→ RAW DATA:
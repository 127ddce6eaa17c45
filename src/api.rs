//! Request/response adapter around [`EncoderLayer`].
//!
//! Callers that speak JSON (the CLI, or any service wrapping this crate)
//! describe a layer and an input matrix in one [`EncoderRequest`]. Each request
//! builds a fresh layer, runs the forward pass and reports how long that took.
//! Field names on the request keep the query/body names of the HTTP service
//! this layer was first exposed through.

use std::time::Instant;

use serde::{Deserialize, Serialize};

use crate::error::Result;
use crate::model::{EncoderLayer, LayerConfig, ModelError};
use crate::utils::{ExecutionMode, Sequence};

/// Builds a layer with default weights and sequential execution.
pub fn construct(d_model: usize, num_heads: usize) -> std::result::Result<EncoderLayer, ModelError> {
    EncoderLayer::new(d_model, num_heads)
}

/// Runs the full forward pass of `layer` over `sequence`.
pub fn forward(layer: &EncoderLayer, sequence: &[Vec<f64>]) -> std::result::Result<Sequence, ModelError> {
    layer.forward(sequence)
}

#[derive(Debug, Clone, PartialEq, Serialize, Deserialize)]
pub struct EncoderRequest {
    /// Feature dimensionality (`d_model`)
    pub dimensionalidad: usize,
    /// Head count, validated but inert
    pub attention_heads: usize,
    pub matrix: Sequence,
    #[serde(default)]
    pub execution: ExecutionMode,
}

impl EncoderRequest {
    pub fn new(d_model: usize, num_heads: usize, matrix: Sequence) -> Self {
        Self {
            dimensionalidad: d_model,
            attention_heads: num_heads,
            matrix,
            execution: ExecutionMode::default(),
        }
    }

    /// A request over a deterministic `seq_len × d_model` matrix,
    /// `matrix[i][k] = sin(0.37 * (i * d_model + k))`.
    pub fn sample(d_model: usize, seq_len: usize, num_heads: usize) -> Self {
        let matrix = (0..seq_len)
            .map(|i| {
                (0..d_model)
                    .map(|k| ((i * d_model + k) as f64 * 0.37).sin())
                    .collect()
            })
            .collect();
        Self::new(d_model, num_heads, matrix)
    }

    pub fn with_execution(mut self, execution: ExecutionMode) -> Self {
        self.execution = execution;
        self
    }

    pub fn layer_config(&self) -> LayerConfig {
        LayerConfig::new(self.dimensionalidad, self.attention_heads).with_execution(self.execution)
    }
}

#[derive(Debug, Clone, PartialEq, Serialize, Deserialize)]
pub struct EncoderResponse {
    pub output: Sequence,
    /// Wall time for layer construction plus the forward pass
    pub elapsed_secs: f64,
}

impl EncoderResponse {
    /// Plain-text rendering: timing line, then the output rows.
    pub fn summary(&self) -> String {
        format!(
            "Time taken in seconds: {}\nEncoder output: {:?}",
            self.elapsed_secs, self.output
        )
    }
}

/// Handles one request end to end.
pub fn run(request: &EncoderRequest) -> Result<EncoderResponse> {
    let start = Instant::now();

    let layer = EncoderLayer::from_config(request.layer_config())?;
    let output = layer.forward(&request.matrix)?;

    let elapsed = start.elapsed();
    log::debug!(
        "[perf] encoder::run d_model={} heads={} params={} seq_len={} execution={:?} {:.3}ms",
        layer.d_model(),
        layer.num_heads(),
        layer.weights().num_parameters(),
        output.len(),
        layer.execution(),
        elapsed.as_secs_f64() * 1e3
    );

    Ok(EncoderResponse {
        output,
        elapsed_secs: elapsed.as_secs_f64(),
    })
}

#[cfg(test)]
mod tests {
    use super::*;
    use crate::error::EncoderError;
    use approx::assert_abs_diff_eq;

    #[test]
    fn test_construct_and_forward() {
        let layer = construct(2, 1).unwrap();
        let output = forward(&layer, &[vec![1.0, 0.0], vec![0.0, 1.0]]).unwrap();

        assert_eq!(output.len(), 2);
        assert_abs_diff_eq!(output[1][1], (1.0 / 2f64.sqrt()).tanh(), epsilon = 1e-12);
    }

    #[test]
    fn test_run_returns_output_and_timing() {
        let request = EncoderRequest::new(2, 2, vec![vec![1.0, 0.0], vec![0.0, 1.0]]);
        let response = run(&request).unwrap();

        assert_eq!(response.output, construct(2, 2).unwrap().forward(&request.matrix).unwrap());
        assert!(response.elapsed_secs >= 0.0);
    }

    #[test]
    fn test_run_rejects_invalid_dimension() {
        let request = EncoderRequest::new(0, 1, vec![]);
        let err = run(&request).unwrap_err();
        assert!(matches!(
            err,
            EncoderError::Model(ModelError::InvalidDimension(_))
        ));
    }

    #[test]
    fn test_run_rejects_ragged_matrix() {
        let request = EncoderRequest::new(2, 1, vec![vec![1.0, 2.0], vec![3.0]]);
        let err = run(&request).unwrap_err();
        assert!(matches!(err, EncoderError::Model(ModelError::ShapeMismatch(_))));
    }

    #[test]
    fn test_request_json_field_names() {
        let json = r#"{"dimensionalidad": 3, "attention_heads": 2, "matrix": [[0.0, 1.0, 0.5]]}"#;
        let request: EncoderRequest = serde_json::from_str(json).unwrap();

        assert_eq!(request, EncoderRequest::new(3, 2, vec![vec![0.0, 1.0, 0.5]]));
        assert_eq!(request.layer_config(), LayerConfig::new(3, 2));
    }

    #[test]
    fn test_request_parallel_execution() {
        let json = r#"{"dimensionalidad": 1, "attention_heads": 1, "matrix": [[2.0]], "execution": "parallel"}"#;
        let request: EncoderRequest = serde_json::from_str(json).unwrap();
        assert_eq!(request.layer_config().execution, ExecutionMode::Parallel);

        // 2 * (4 / 1) = 8, tanh(8)
        let response = run(&request).unwrap();
        assert_abs_diff_eq!(response.output[0][0], 8f64.tanh(), epsilon = 1e-12);
    }

    #[test]
    fn test_run_rejects_oversized_dimension() {
        let json = r#"{"dimensionalidad": 4294967296, "attention_heads": 1, "matrix": []}"#;
        let request: EncoderRequest = serde_json::from_str(json).unwrap();
        let err = run(&request).unwrap_err();
        assert!(matches!(
            err,
            EncoderError::Model(ModelError::InvalidDimension(_))
        ));
    }

    #[test]
    fn test_sample_matrix_is_deterministic() {
        let request = EncoderRequest::sample(3, 2, 4);

        assert_eq!(request.dimensionalidad, 3);
        assert_eq!(request.attention_heads, 4);
        assert_eq!(request.execution, ExecutionMode::Sequential);
        assert_eq!(request.matrix.len(), 2);
        assert_eq!(request.matrix[0][0], 0.0);
        assert_abs_diff_eq!(request.matrix[0][1], 0.37f64.sin(), epsilon = 1e-15);
        assert_abs_diff_eq!(request.matrix[1][2], (5.0 * 0.37f64).sin(), epsilon = 1e-15);
        assert_eq!(request, EncoderRequest::sample(3, 2, 4));
    }

    #[test]
    fn test_with_execution_overrides_request() {
        let json = r#"{"dimensionalidad": 2, "attention_heads": 1, "matrix": [[1.0, 0.5]], "execution": "sequential"}"#;
        let request: EncoderRequest = serde_json::from_str(json).unwrap();
        let baseline = run(&request).unwrap();

        let request = request.with_execution(ExecutionMode::Parallel);
        assert_eq!(request.layer_config().execution, ExecutionMode::Parallel);
        assert_eq!(run(&request).unwrap().output, baseline.output);
    }

    #[test]
    fn test_summary_format() {
        let response = EncoderResponse {
            output: vec![vec![0.5, 0.0]],
            elapsed_secs: 0.25,
        };
        assert_eq!(
            response.summary(),
            "Time taken in seconds: 0.25\nEncoder output: [[0.5, 0.0]]"
        );
    }
}
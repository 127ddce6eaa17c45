use thiserror::Error;

#[derive(Error, Debug, Clone, PartialEq)]
pub enum ModelError {
    #[error("Invalid dimension: {0}")]
    InvalidDimension(String),

    #[error("Shape mismatch: {0}")]
    ShapeMismatch(String),
}

impl ModelError {
    pub fn row_length(row: usize, expected: usize, got: usize) -> Self {
        ModelError::ShapeMismatch(format!(
            "row {} has {} elements, expected d_model = {}",
            row, got, expected
        ))
    }
}
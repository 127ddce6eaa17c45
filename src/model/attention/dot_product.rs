use ndarray::{Array2, ArrayView1, ArrayView2, ArrayViewMut1, Zip};

use crate::model::{Attention, ModelError};
use crate::utils::{ExecutionMode, accumulate_scaled, dot_product};

/// Unnormalized scaled dot-product self-attention.
///
/// Every input row acts as its own query, key and value. For output row `i`:
///
/// ```text
/// out[i] = sum over j of (dot(x[i], x[j]) / sqrt(d_model)) * x[j]
/// ```
///
/// The raw scores are summed directly; there is no softmax and no division by
/// the score total. `j` runs in ascending order for every `i`, in both
/// execution modes, so results are reproducible bit for bit.
#[derive(Debug, Clone)]
pub struct DotProductAttention {
    d_model: usize,
    scale: f64,
    execution: ExecutionMode,
}

impl DotProductAttention {
    pub fn new(d_model: usize, execution: ExecutionMode) -> Self {
        Self {
            d_model,
            scale: (d_model as f64).sqrt(),
            execution,
        }
    }

    pub fn execution(&self) -> ExecutionMode {
        self.execution
    }

    fn attend_row(&self, x: ArrayView2<f64>, query: ArrayView1<f64>, mut out: ArrayViewMut1<f64>) {
        for key in x.rows() {
            let score = dot_product(query, key) / self.scale;
            accumulate_scaled(out.view_mut(), key, score);
        }
    }
}

impl Attention for DotProductAttention {
    fn forward(&self, x: ArrayView2<f64>) -> Result<Array2<f64>, ModelError> {
        let (seq_len, width) = x.dim();
        if width != self.d_model {
            return Err(ModelError::ShapeMismatch(format!(
                "expected rows of {} elements, got {}",
                self.d_model, width
            )));
        }

        let mut output = Array2::<f64>::zeros((seq_len, self.d_model));
        let rows = Zip::from(output.rows_mut()).and(x.rows());

        match self.execution {
            ExecutionMode::Sequential => {
                rows.for_each(|out, query| self.attend_row(x, query, out));
            }
            ExecutionMode::Parallel => {
                rows.par_for_each(|out, query| self.attend_row(x, query, out));
            }
        }

        Ok(output)
    }
}
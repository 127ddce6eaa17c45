//! Utility functions for the encoder layer
pub mod enums;
pub mod types;
pub mod math;
pub mod io;

// Re-export commonly used utilities
pub use enums::*;
pub use types::*;
pub use math::*;
use crate::exchange::EngineState;
use crate::hal::TransportError;
use crate::od::ValueError;
use crate::types::{Direction, RegisterId};
use core::time::Duration;

/// Errors returned synchronously by the mapping and engine control surface.
///
/// Asynchronous failures of a running exchange are never returned here; they
/// reach pollers as a [`Fault`](crate::fault::Fault).
#[derive(Debug, Clone, PartialEq, Eq)]
pub enum PdoError {
    /// The register's access qualifier forbids cyclic mapping.
    NotCyclicCapable { register: RegisterId },
    /// The register is cyclic but may not be mapped in this direction.
    DirectionNotAllowed {
        register: RegisterId,
        direction: Direction,
    },
    /// The dictionary does not know the register's width.
    UnknownRegister { register: RegisterId },
    /// Adding the register would exceed the transport's frame size.
    FrameOverflow {
        direction: Direction,
        required: usize,
        max: usize,
    },
    /// The operation needs an idle engine.
    AlreadyRunning,
    /// `start` was called without any mapped register.
    EmptyMapping,
    /// The requested period is below the supported minimum.
    InvalidPeriod { period: Duration, minimum: Duration },
    /// The watchdog timeout is shorter than one period or was rejected by the device.
    InvalidWatchdogConfig(String),
    /// The device could not be brought into operational state.
    DeviceTransitionFailed(TransportError),
    /// The register is not part of the image it was used with.
    RegisterNotMapped {
        register: RegisterId,
        direction: Direction,
    },
    /// New subscriptions are refused while the engine is in this state.
    SubscriptionRefused(EngineState),
    /// A value could not be encoded for an output register.
    Value(ValueError),
    /// The transport was lost when the exchange thread panicked.
    TransportUnavailable,
    /// The exchange thread could not be spawned.
    Spawn(String),
}

impl std::error::Error for PdoError {}

impl core::fmt::Display for PdoError {
    fn fmt(&self, f: &mut core::fmt::Formatter<'_>) -> core::fmt::Result {
        match self {
            Self::NotCyclicCapable { register } => {
                write!(f, "PDO mapping error: register {} is not cyclic-capable", register)
            }
            Self::DirectionNotAllowed {
                register,
                direction,
            } => write!(
                f,
                "PDO mapping error: register {} cannot be mapped as {}",
                register, direction
            ),
            Self::UnknownRegister { register } => {
                write!(f, "PDO mapping error: register {} not found in dictionary", register)
            }
            Self::FrameOverflow {
                direction,
                required,
                max,
            } => write!(
                f,
                "PDO mapping error: {} image would need {} bytes, transport allows {}",
                direction, required, max
            ),
            Self::AlreadyRunning => write!(f, "Process data exchange is already active"),
            Self::EmptyMapping => write!(f, "No register mapped, nothing to exchange"),
            Self::InvalidPeriod { period, minimum } => write!(
                f,
                "Refresh period {:?} is below the minimum of {:?}",
                period, minimum
            ),
            Self::InvalidWatchdogConfig(s) => write!(f, "Invalid watchdog configuration: {}", s),
            Self::DeviceTransitionFailed(e) => {
                write!(f, "Could not start the process data exchange: {}", e)
            }
            Self::RegisterNotMapped {
                register,
                direction,
            } => write!(
                f,
                "Register {} is not mapped in the {} image",
                register, direction
            ),
            Self::SubscriptionRefused(state) => {
                write!(f, "Cannot subscribe while the engine is {:?}", state)
            }
            Self::Value(e) => write!(f, "Value error: {}", e),
            Self::TransportUnavailable => {
                write!(f, "Transport lost after the exchange thread terminated abnormally")
            }
            Self::Spawn(s) => write!(f, "Could not spawn the exchange thread: {}", s),
        }
    }
}

impl From<ValueError> for PdoError {
    fn from(error: ValueError) -> Self {
        PdoError::Value(error)
    }
}
// crates/pdo-exchange/src/exchange/stats.rs
use core::sync::atomic::{AtomicU64, Ordering};
use core::time::Duration;

/// Counters updated by the exchange thread and the distribution point.
#[derive(Debug, Default)]
pub(crate) struct LoopStats {
    cycles: AtomicU64,
    exchanges_ok: AtomicU64,
    exchanges_failed: AtomicU64,
    overruns: AtomicU64,
    samples_published: AtomicU64,
    samples_dropped: AtomicU64,
    last_cycle_ns: AtomicU64,
    max_cycle_ns: AtomicU64,
}

impl LoopStats {
    pub(crate) fn reset(&self) {
        for counter in [
            &self.cycles,
            &self.exchanges_ok,
            &self.exchanges_failed,
            &self.overruns,
            &self.samples_published,
            &self.samples_dropped,
            &self.last_cycle_ns,
            &self.max_cycle_ns,
        ] {
            counter.store(0, Ordering::Relaxed);
        }
    }

    pub(crate) fn cycle_started(&self) {
        self.cycles.fetch_add(1, Ordering::Relaxed);
    }

    pub(crate) fn exchange_ok(&self) {
        self.exchanges_ok.fetch_add(1, Ordering::Relaxed);
    }

    pub(crate) fn exchange_failed(&self) {
        self.exchanges_failed.fetch_add(1, Ordering::Relaxed);
    }

    pub(crate) fn overrun(&self) -> u64 {
        self.overruns.fetch_add(1, Ordering::Relaxed) + 1
    }

    pub(crate) fn sample_published(&self) {
        self.samples_published.fetch_add(1, Ordering::Relaxed);
    }

    pub(crate) fn sample_dropped(&self) {
        self.samples_dropped.fetch_add(1, Ordering::Relaxed);
    }

    pub(crate) fn cycle_duration(&self, duration: Duration) {
        let ns = u64::try_from(duration.as_nanos()).unwrap_or(u64::MAX);
        self.last_cycle_ns.store(ns, Ordering::Relaxed);
        self.max_cycle_ns.fetch_max(ns, Ordering::Relaxed);
    }

    pub(crate) fn snapshot(&self) -> EngineStats {
        EngineStats {
            cycles: self.cycles.load(Ordering::Relaxed),
            exchanges_ok: self.exchanges_ok.load(Ordering::Relaxed),
            exchanges_failed: self.exchanges_failed.load(Ordering::Relaxed),
            overruns: self.overruns.load(Ordering::Relaxed),
            samples_published: self.samples_published.load(Ordering::Relaxed),
            samples_dropped: self.samples_dropped.load(Ordering::Relaxed),
            last_cycle: Duration::from_nanos(self.last_cycle_ns.load(Ordering::Relaxed)),
            max_cycle: Duration::from_nanos(self.max_cycle_ns.load(Ordering::Relaxed)),
        }
    }
}

/// Point-in-time copy of the exchange counters of the current (or last) run.
#[derive(Debug, Clone, Copy, PartialEq, Eq, Default)]
#[cfg_attr(feature = "serde", derive(serde::Serialize))]
pub struct EngineStats {
    /// Loop iterations started.
    pub cycles: u64,
    /// Successful transport exchanges.
    pub exchanges_ok: u64,
    /// Failed exchanges absorbed by the watchdog window (or the fatal one).
    pub exchanges_failed: u64,
    /// Cycles whose work took longer than the period.
    pub overruns: u64,
    pub samples_published: u64,
    /// Samples evicted from full subscription queues, summed over subscribers.
    pub samples_dropped: u64,
    /// Work time of the most recent cycle, excluding the wait.
    pub last_cycle: Duration,
    pub max_cycle: Duration,
}
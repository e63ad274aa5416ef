/// Trait for structs that provide metadata for logging
pub trait LogMetadata {
    fn meta(&self) -> String;
}

/// Identifies which engine and which part of it emitted a record.
#[derive(Debug, Clone)]
pub struct EngineLogContext {
    pub engine: String,
    pub component: &'static str,
}

impl EngineLogContext {
    pub fn new(engine: &str, component: &'static str) -> Self {
        Self {
            engine: engine.to_string(),
            component,
        }
    }
}

impl LogMetadata for EngineLogContext {
    fn meta(&self) -> String {
        format!("engine={}, component={}", self.engine, self.component)
    }
}

/// Context of a running exchange loop, tagged with the cycle counter.
pub struct CycleLogContext<'a> {
    pub base: &'a EngineLogContext,
    pub cycle: u64,
}

impl LogMetadata for CycleLogContext<'_> {
    fn meta(&self) -> String {
        format!("{}, cycle={}", self.base.meta(), self.cycle)
    }
}

// =============================================
// Logging Macros (namespaced under crate::log)
// =============================================

macro_rules! ctx_info {
    ($ctx:expr, $fmt:literal $(, $($arg:tt)+)?) => {{
        let meta = $crate::log::LogMetadata::meta(&$ctx);
        ::log::info!(concat!("[{}] ", $fmt), meta $(, $($arg)+)?);
    }};
}

macro_rules! ctx_warn {
    ($ctx:expr, $fmt:literal $(, $($arg:tt)+)?) => {{
        let meta = $crate::log::LogMetadata::meta(&$ctx);
        ::log::warn!(concat!("[{}] ", $fmt), meta $(, $($arg)+)?);
    }};
}

macro_rules! ctx_error {
    ($ctx:expr, $fmt:literal $(, $($arg:tt)+)?) => {{
        let meta = $crate::log::LogMetadata::meta(&$ctx);
        ::log::error!(concat!("[{}] ", $fmt), meta $(, $($arg)+)?);
    }};
}

macro_rules! ctx_debug {
    ($ctx:expr, $fmt:literal $(, $($arg:tt)+)?) => {{
        let meta = $crate::log::LogMetadata::meta(&$ctx);
        ::log::debug!(concat!("[{}] ", $fmt), meta $(, $($arg)+)?);
    }};
}

// Per-cycle records; the metadata string is only built when trace is enabled.
macro_rules! ctx_trace {
    ($ctx:expr, $fmt:literal $(, $($arg:tt)+)?) => {{
        if ::log::log_enabled!(::log::Level::Trace) {
            let meta = $crate::log::LogMetadata::meta(&$ctx);
            ::log::trace!(concat!("[{}] ", $fmt), meta $(, $($arg)+)?);
        }
    }};
}

// Re-export macros for use in other files
pub(crate) use ctx_debug;
pub(crate) use ctx_error;
pub(crate) use ctx_info;
pub(crate) use ctx_trace;
pub(crate) use ctx_warn;
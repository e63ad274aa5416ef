//! Cyclic process-data (PDO) exchange with a fieldbus device.
//!
//! A [`CyclicEngine`] owns a [`ProcessDataTransport`] and a [`Dictionary`].
//! Registers are mapped into an input and an output image, then a dedicated
//! thread exchanges both images at a fixed period, supervised by a watchdog.
//! Every successful cycle produces a [`Sample`] that is handed to each
//! [`Poller`] through a bounded, drop-oldest queue, so a slow consumer never
//! delays the exchange. A fatal failure is reported once to every poller as
//! a [`Fault`] and stops the exchange.

// --- Foundation Modules ---
pub mod types;
pub mod hal;
pub mod config;
mod log;

// --- Register Access ---
pub mod od;
pub mod pdo;

// --- Exchange ---
pub mod exchange;
pub mod distribution;
pub mod fault;
pub mod poller;

// --- Top-level Exports ---
pub use types::{DeviceState, Direction, NodeId, RegisterAddress, RegisterId};
pub use hal::{ProcessDataTransport, TransportError};
pub use config::EngineConfig;
pub use od::{DataType, Dictionary, PdoMapping, RegisterDescriptor, RegisterTable, Value, ValueError};
pub use pdo::{FrameLayout, FrameLimits, LayoutEntry, MappingTable, PdoError};
pub use exchange::{CyclicEngine, EngineState, EngineStats};
pub use distribution::{Sample, Subscription};
pub use fault::{Fault, FaultKind};
pub use poller::{PolledColumns, PolledSample, Poller, PollerState};
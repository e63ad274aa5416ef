// crates/pdo-exchange/src/pdo/layout.rs
use crate::types::{Direction, RegisterAddress, RegisterId};

/// A mapped register placed in a process-data image.
#[derive(Debug, Clone, PartialEq, Eq)]
pub struct LayoutEntry {
    pub register: RegisterId,
    /// Byte offset from the start of the image.
    pub offset: usize,
    /// Width in bytes.
    pub size: usize,
}

impl LayoutEntry {
    /// Byte range of the register inside its image.
    pub fn range(&self) -> core::ops::Range<usize> {
        self.offset..self.offset + self.size
    }

    /// Encodes the entry as a CANopen-style mapping object value.
    ///
    /// Only registers addressed by index/sub-index have such a representation.
    pub fn mapping_entry(&self) -> Option<PdoMappingEntry> {
        match self.register.address {
            RegisterAddress::Object { index, sub_index } => Some(PdoMappingEntry {
                index,
                sub_index,
                offset_bits: u16::try_from(self.offset * 8).ok()?,
                length_bits: u16::try_from(self.size * 8).ok()?,
            }),
            RegisterAddress::Named(_) => None,
        }
    }
}

/// Immutable snapshot of the input and output images derived from a
/// [`MappingTable`](super::MappingTable).
///
/// Entries keep mapping order. Offsets are cumulative, so entries never
/// overlap and each image is exactly as long as the sum of its entries.
#[derive(Debug, Clone, PartialEq, Eq, Default)]
pub struct FrameLayout {
    inputs: Vec<LayoutEntry>,
    outputs: Vec<LayoutEntry>,
    input_bytes: usize,
    output_bytes: usize,
}

impl FrameLayout {
    pub(crate) fn push(&mut self, register: RegisterId, size: usize, direction: Direction) {
        let (entries, total) = match direction {
            Direction::Input => (&mut self.inputs, &mut self.input_bytes),
            Direction::Output => (&mut self.outputs, &mut self.output_bytes),
        };
        entries.push(LayoutEntry {
            register,
            offset: *total,
            size,
        });
        *total += size;
    }

    pub fn inputs(&self) -> &[LayoutEntry] {
        &self.inputs
    }

    pub fn outputs(&self) -> &[LayoutEntry] {
        &self.outputs
    }

    pub fn entries(&self, direction: Direction) -> &[LayoutEntry] {
        match direction {
            Direction::Input => &self.inputs,
            Direction::Output => &self.outputs,
        }
    }

    pub fn input_bytes(&self) -> usize {
        self.input_bytes
    }

    pub fn output_bytes(&self) -> usize {
        self.output_bytes
    }

    pub fn is_empty(&self) -> bool {
        self.inputs.is_empty() && self.outputs.is_empty()
    }

    /// Position of an input register in every [`Sample`](crate::Sample) produced with this layout.
    pub fn input_position(&self, register: &RegisterId) -> Option<usize> {
        self.inputs.iter().position(|entry| &entry.register == register)
    }

    pub fn output_entry(&self, register: &RegisterId) -> Option<&LayoutEntry> {
        self.outputs.iter().find(|entry| &entry.register == register)
    }

    /// Mapping object values for `direction`, in frame order.
    ///
    /// Returns `None` if any register is only known by name; the transport
    /// has to resolve those itself.
    pub fn mapping_entries(&self, direction: Direction) -> Option<Vec<PdoMappingEntry>> {
        self.entries(direction)
            .iter()
            .map(LayoutEntry::mapping_entry)
            .collect()
    }
}

/// Value of one CiA 301 mapping object: where a register sits in the frame.
#[derive(Debug, Clone, Copy, PartialEq, Eq)]
pub struct PdoMappingEntry {
    pub index: u16,
    pub sub_index: u8,
    pub offset_bits: u16,
    pub length_bits: u16,
}

impl PdoMappingEntry {
    /// Packs the entry as `length:16 | offset:16 | reserved:8 | sub-index:8 | index:16`,
    /// most significant field first.
    pub fn to_u64(self) -> u64 {
        u64::from(self.length_bits) << 48
            | u64::from(self.offset_bits) << 32
            | u64::from(self.sub_index) << 16
            | u64::from(self.index)
    }
}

→ ABOUT THIS EXERCISE: Search the listing for the word "concat", and copy every line in which it is found.

→ SOLUTION FOR THIS PROBLEM:
        ::log::info!(concat!("[{}] ", $fmt), meta $(, $($arg)+)?);
        ::log::warn!(concat!("[{}] ", $fmt), meta $(, $($arg)+)?);
        ::log::error!(concat!("[{}] ", $fmt), meta $(, $($arg)+)?);
        ::log::debug!(concat!("[{}] ", $fmt), meta $(, $($arg)+)?);
            ::log::trace!(concat!("[{}] ", $fmt), meta $(, $($arg)+)?);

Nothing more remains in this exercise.